EXTRACTED MATERIAL:
<<<<

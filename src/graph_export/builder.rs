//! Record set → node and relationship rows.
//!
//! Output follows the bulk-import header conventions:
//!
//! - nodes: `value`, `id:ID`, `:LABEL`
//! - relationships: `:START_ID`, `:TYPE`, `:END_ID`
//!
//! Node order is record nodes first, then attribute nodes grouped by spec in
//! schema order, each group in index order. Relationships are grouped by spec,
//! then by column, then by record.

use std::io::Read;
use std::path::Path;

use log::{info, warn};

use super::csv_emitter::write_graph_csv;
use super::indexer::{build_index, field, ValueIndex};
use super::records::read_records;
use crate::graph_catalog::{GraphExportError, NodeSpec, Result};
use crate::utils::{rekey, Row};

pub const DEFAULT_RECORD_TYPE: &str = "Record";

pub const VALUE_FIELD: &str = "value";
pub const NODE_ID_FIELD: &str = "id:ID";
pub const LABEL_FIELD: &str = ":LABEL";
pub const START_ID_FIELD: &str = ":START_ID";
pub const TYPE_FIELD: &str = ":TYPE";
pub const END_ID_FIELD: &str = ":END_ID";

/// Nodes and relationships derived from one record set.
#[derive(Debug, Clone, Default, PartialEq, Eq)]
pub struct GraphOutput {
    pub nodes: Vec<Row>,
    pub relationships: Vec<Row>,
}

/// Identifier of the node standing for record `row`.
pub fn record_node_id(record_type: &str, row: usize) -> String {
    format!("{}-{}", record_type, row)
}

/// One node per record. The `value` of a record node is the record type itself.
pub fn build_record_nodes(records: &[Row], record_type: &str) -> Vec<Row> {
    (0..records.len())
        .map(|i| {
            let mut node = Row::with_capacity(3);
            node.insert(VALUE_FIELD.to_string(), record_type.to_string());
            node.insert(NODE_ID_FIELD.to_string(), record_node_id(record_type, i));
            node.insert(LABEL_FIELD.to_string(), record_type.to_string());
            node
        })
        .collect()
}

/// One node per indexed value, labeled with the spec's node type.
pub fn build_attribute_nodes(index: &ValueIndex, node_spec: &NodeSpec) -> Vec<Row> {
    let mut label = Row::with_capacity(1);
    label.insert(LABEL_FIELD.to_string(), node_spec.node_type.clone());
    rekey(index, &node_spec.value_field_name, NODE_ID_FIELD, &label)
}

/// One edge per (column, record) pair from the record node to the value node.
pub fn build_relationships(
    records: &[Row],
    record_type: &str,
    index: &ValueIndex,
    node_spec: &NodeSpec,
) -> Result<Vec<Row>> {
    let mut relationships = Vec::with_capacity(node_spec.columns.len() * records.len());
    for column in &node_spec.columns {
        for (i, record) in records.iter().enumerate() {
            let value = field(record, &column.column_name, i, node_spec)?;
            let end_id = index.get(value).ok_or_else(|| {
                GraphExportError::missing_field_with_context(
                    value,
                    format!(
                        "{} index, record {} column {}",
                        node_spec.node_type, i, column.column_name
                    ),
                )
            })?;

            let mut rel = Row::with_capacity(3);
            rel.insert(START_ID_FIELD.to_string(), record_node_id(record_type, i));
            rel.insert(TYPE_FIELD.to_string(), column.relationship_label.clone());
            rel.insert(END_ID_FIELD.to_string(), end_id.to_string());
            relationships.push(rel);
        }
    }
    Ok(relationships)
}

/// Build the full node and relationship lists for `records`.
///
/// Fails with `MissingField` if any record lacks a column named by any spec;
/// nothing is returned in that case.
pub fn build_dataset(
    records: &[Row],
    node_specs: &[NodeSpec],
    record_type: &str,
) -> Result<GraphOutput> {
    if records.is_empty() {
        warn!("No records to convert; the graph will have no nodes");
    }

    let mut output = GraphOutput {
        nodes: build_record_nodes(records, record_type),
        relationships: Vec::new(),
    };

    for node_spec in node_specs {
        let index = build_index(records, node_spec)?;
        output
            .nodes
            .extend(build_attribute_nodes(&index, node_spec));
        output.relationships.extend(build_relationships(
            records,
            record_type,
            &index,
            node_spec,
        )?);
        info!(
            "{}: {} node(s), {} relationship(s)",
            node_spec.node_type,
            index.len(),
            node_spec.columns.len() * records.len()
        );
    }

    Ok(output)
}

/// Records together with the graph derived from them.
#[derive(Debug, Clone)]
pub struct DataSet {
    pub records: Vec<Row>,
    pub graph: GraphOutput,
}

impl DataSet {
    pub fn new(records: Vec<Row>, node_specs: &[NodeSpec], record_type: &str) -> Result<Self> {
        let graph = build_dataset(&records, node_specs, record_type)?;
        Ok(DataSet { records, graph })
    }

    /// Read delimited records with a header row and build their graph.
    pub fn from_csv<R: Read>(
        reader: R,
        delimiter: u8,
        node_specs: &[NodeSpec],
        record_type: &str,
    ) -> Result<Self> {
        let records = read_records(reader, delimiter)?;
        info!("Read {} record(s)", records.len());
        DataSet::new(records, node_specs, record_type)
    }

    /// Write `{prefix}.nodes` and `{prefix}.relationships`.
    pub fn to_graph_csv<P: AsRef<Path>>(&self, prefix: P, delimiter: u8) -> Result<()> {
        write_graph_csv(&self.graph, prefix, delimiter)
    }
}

>>>>
<<<<

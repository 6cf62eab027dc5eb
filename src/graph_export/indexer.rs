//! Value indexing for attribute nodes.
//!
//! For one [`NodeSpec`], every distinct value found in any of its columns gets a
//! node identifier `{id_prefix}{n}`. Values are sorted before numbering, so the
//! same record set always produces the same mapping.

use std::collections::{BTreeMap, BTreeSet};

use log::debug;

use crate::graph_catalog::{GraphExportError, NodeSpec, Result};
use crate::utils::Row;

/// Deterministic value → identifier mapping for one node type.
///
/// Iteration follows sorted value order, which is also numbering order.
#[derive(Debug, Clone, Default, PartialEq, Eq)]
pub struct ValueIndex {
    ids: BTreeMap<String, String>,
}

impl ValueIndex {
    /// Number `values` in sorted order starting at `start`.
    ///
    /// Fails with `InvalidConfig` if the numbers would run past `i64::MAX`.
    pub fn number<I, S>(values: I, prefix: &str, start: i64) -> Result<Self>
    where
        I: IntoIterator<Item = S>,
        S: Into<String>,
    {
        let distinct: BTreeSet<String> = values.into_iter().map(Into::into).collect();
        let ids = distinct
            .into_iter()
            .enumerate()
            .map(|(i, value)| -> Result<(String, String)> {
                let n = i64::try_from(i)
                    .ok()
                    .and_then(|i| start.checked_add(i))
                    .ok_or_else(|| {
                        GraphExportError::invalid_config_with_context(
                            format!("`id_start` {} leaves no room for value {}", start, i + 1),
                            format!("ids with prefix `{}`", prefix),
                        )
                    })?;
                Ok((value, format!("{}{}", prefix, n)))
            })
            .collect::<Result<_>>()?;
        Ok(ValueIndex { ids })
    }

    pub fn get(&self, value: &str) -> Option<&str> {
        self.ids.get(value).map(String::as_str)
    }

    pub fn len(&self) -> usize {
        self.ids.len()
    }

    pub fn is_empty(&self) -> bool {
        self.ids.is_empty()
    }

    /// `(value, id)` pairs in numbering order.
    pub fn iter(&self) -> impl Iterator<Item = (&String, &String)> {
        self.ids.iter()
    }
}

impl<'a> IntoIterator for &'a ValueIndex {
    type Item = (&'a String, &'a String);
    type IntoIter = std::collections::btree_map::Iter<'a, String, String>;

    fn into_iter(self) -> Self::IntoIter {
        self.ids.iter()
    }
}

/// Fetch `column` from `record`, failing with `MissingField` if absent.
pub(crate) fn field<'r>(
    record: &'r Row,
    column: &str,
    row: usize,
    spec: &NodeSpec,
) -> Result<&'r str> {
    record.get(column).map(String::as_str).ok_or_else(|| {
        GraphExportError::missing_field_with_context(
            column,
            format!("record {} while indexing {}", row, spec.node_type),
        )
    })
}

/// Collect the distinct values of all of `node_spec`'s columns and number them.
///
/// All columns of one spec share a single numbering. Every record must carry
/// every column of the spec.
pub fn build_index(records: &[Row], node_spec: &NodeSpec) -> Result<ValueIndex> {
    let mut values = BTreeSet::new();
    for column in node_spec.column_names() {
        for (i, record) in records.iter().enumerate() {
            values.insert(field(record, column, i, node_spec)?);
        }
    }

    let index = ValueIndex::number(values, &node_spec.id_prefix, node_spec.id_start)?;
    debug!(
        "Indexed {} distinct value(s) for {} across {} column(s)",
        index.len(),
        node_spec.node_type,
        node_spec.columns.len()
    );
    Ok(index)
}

>>>>

Go through the material above and return each line that holds the word "struct".

pub struct GraphOutput {
pub struct DataSet {
pub struct ValueIndex {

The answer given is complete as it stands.